2) Add probiotics,  possibily clincically tested for pets. Probiotics help strengthen the immune system, eliminate toxins and improve the absorption capacity of other nutrients by about 40-50%.

3) Add vegetal digestive enzymes to support the pancreas and prevent our friend from searching for them in the excretions as we have seen before.

Ideally, it would be a product with a mixture of digestive enzymes such as amylase, protease, lipase together with bromeline and beta-glucanase which are both digestive and systemic enzymes; The latter are extremely useful in case of candidosis (beta-glucanase) and in case of inflammatory conditions such as osteoarthritis (bromelina).

4) Add a supplement with detoxifying propreties.

Turmeric (Curcuma Longa) is an excellent herb for countless aspects including its anti-inflammatory, antioxidant and hepatotoxic properties.

It is precisely on the liver that the curcuma exerts a strong detoxifying action by depleting it from excessive waste accumulated over time.

Dandelion (Taraxacum Officinalis) also works on liver detoxification but also has a prebiotic action, thus improving gastrointestinal function.

Burdock root (Articum lappa) is a detoxifying herb as it supports liver function and helps its regeneration when damaged (infections, contaminated food, etc.).

There are multi-herbal supplements in the form of alcohol-free glycerin macerates which are specific for dogs and cats.

I would personally recommend picking a kosher, no GMO and possibly certified USP (American Pharmacopoeia).

As mentioned above, it is essential to always pick up the stools in order to keep everything clean.
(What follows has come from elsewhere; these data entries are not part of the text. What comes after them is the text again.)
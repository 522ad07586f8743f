use std::path::PathBuf;

use thiserror::Error; // Import the `Error` derive macro from the `thiserror` crate

/// Malformed template text. Always fatal to the parse that produced it.
#[derive(Debug, Clone, PartialEq, Eq, Error)]
#[error("parse error at line {line}, column {column}: {message}")]
pub struct ParseError {
    pub message: String,
    /// 1-based line of the offending token or marker.
    pub line: usize,
    /// 1-based column (in characters) of the offending token or marker.
    pub column: usize,
}

impl ParseError {
    pub fn new(message: impl Into<String>, line: usize, column: usize) -> Self {
        Self {
            message: message.into(),
            line,
            column,
        }
    }
}

// Failures raised while evaluating a parsed template against a context
#[derive(Debug, Clone, PartialEq, Eq, Error)]
pub enum RenderError {
    // A referenced path is absent at the point of use
    #[error("undefined variable: `{path}`")]
    Undefined { path: String },

    // An operation was applied to a value of the wrong shape
    #[error("type error: cannot apply {operation} to {value_kind}")]
    TypeError {
        operation: String,
        value_kind: String,
    },
}

impl RenderError {
    pub fn undefined(path: impl Into<String>) -> Self {
        RenderError::Undefined { path: path.into() }
    }

    pub fn type_error(operation: impl Into<String>, value_kind: impl Into<String>) -> Self {
        RenderError::TypeError {
            operation: operation.into(),
            value_kind: value_kind.into(),
        }
    }
}

/// Failures of the YAML-backed parameter store.
#[derive(Debug, Error)]
pub enum StoreError {
    #[error("cannot access `{}`: {source}", .path.display())]
    Io {
        path: PathBuf,
        #[source]
        source: std::io::Error,
    },

    #[error("invalid YAML in `{}`: {source}", .path.display())]
    Yaml {
        path: PathBuf,
        #[source]
        source: serde_yaml::Error,
    },

    #[error("`{}` must contain a mapping of parameters at its top level", .path.display())]
    NotAMapping { path: PathBuf },

    #[error("`{}` uses a {kind} as a parameter name; names must be scalars", .path.display())]
    UnsupportedKey { path: PathBuf, kind: &'static str },
}

// Define an enum to represent every failure the crate surfaces to callers
#[derive(Debug, Error)]
pub enum Error {
    #[error(transparent)]
    Parse(#[from] ParseError),

    #[error(transparent)]
    Render(#[from] RenderError),

    #[error(transparent)]
    Store(#[from] StoreError),

    // Call-time overrides must be written as `key=value`
    #[error("parameter must be in key=value format: {0}")]
    InvalidParam(String),
}

// Type alias for results that use `Error` as the error type
pub type Result<T> = std::result::Result<T, Error>;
If there is a cat in the house you must always keep the litter box clean and make sure is out of reach to your dog.

Adding probiotic and digestive enzymes in your cat’s food is a good idea so that his stools becomes less appealing to your dog.
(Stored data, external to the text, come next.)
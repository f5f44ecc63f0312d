pub mod board;
pub mod fetcher;
pub mod projector;

pub use crate::domain::model::{BreedListResponse, DisplayRecord, PLACEHOLDER_CONTENT};
pub use crate::domain::ports::{ConfigProvider, HttpClient};
pub use crate::utils::error::Result;
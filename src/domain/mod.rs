// Domain layer: payload and view models plus the ports the adapters implement.

pub mod model;
pub mod ports;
Always leave toys to your dog in order to stimulate his mind and avoid boredom. Take him for a run or a walk and play with him ; these are essential steps to help prevent sedentarity and boredom which can lead to particular behaviors such as those listed above.

If you do not see any improvement after following these tips, you should make an appointment with your veterinarian in order to rule out any medical reason that may be the underlying cause of this behavior.